The vinyl ether linkages of plasmalogens are favored targets for myeloperoxidase-derived oxidants: a kinetic study.

Plasmalogens, which contain a vinyl ether bond, are major phospholipids of the plasma membranes of endothelial and vascular smooth muscle cells and cardiac myocytes. These lipids, in contrast to other phospholipids, have been reported to be targets of HOCl/HOBr generated by myeloperoxidase, with elevated levels of the products of these reactions (alpha-chloro/alpha-bromo aldehydes and unsaturated lysophospholipids) having been detected in human atherosclerotic lesions. The reason(s) for the targeting of this lipid class, over other phospholipids, is poorly understood, and is examined here. It is shown that HOCl and HOBr react with a model vinyl ether (ethylene glycol vinyl ether) 200-300-fold faster ( k = 1.6 x 10 (3) and 3.5 x 10 (6) M (-1) s (-1), respectively) than with aliphatic alkenes (models of phospholipids).

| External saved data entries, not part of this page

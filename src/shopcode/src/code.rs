//! Item code parsing
//!
//! Shop lines reference items as `label#id`: a human-readable label, a
//! `#` separator, and a base-62 encoded database id. `Apple#2NV` points
//! at record 10783 under the label `Apple`.

use std::fmt;

use num_bigint::BigUint;

use crate::base62::{self, Base62Error};

/// Errors that can occur while parsing an item code
#[derive(Debug, thiserror::Error)]
pub enum CodeError {
    #[error("Item code '{0}' is not of the form label#id")]
    Malformed(String),

    #[error("Item code '{0}' has an empty encoded id")]
    EmptyEncodedId(String),
}

/// A `label#id` item reference
#[derive(Debug, Clone, PartialEq, Eq)]
pub struct ItemCode {
    label: String,
    encoded_id: String,
}

impl ItemCode {
    /// Parse a raw `label#id` code.
    ///
    /// Exactly one `#` must be present and the id part must be
    /// non-empty. The label may be empty.
    pub fn parse(raw: &str) -> Result<Self, CodeError> {
        let mut parts = raw.split('#');
        match (parts.next(), parts.next(), parts.next()) {
            (Some(label), Some(encoded_id), None) => {
                if encoded_id.is_empty() {
                    return Err(CodeError::EmptyEncodedId(raw.to_string()));
                }
                Ok(Self {
                    label: label.to_string(),
                    encoded_id: encoded_id.to_string(),
                })
            }
            _ => Err(CodeError::Malformed(raw.to_string())),
        }
    }

    /// Label part, before the `#`
    pub fn label(&self) -> &str {
        &self.label
    }

    /// Encoded id part, after the `#`
    pub fn encoded_id(&self) -> &str {
        &self.encoded_id
    }

    /// Decode the id part from base-62
    pub fn id(&self) -> Result<BigUint, Base62Error> {
        base62::decode(&self.encoded_id)
    }
}

impl fmt::Display for ItemCode {
    fn fmt(&self, f: &mut fmt::Formatter<'_>) -> fmt::Result {
        write!(f, "{}#{}", self.label, self.encoded_id)
    }
}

True plasmalogens react ca. 20-fold slower than the models. Chloramines and bromamines (from reaction of HOCl/HOBr with primary amines and alpha-amino groups) also react with vinyl ethers, unlike aliphatic alkenes, with k = 10 (-3)-10 (2) M (-1) s (-1) for chloramines (with the His side chain chloramine being the most reactive, k = 172 M (-1) s (-1)) and k = 10 (3)-10 (4) M (-1) s (-1) for bromamines. The bromamine rate constants are typically 10 (5)-10 (6) larger than those of the chloramines. Intermolecular vinyl ether oxidation by phospholipid headgroup bromamines can also occur. These kinetic data indicate that plasmalogens are significantly more susceptible to oxidation than the aliphatic alkenes of phospholipids, thereby rationalizing the detection of products from the former, but not the latter, in human atherosclerotic lesions.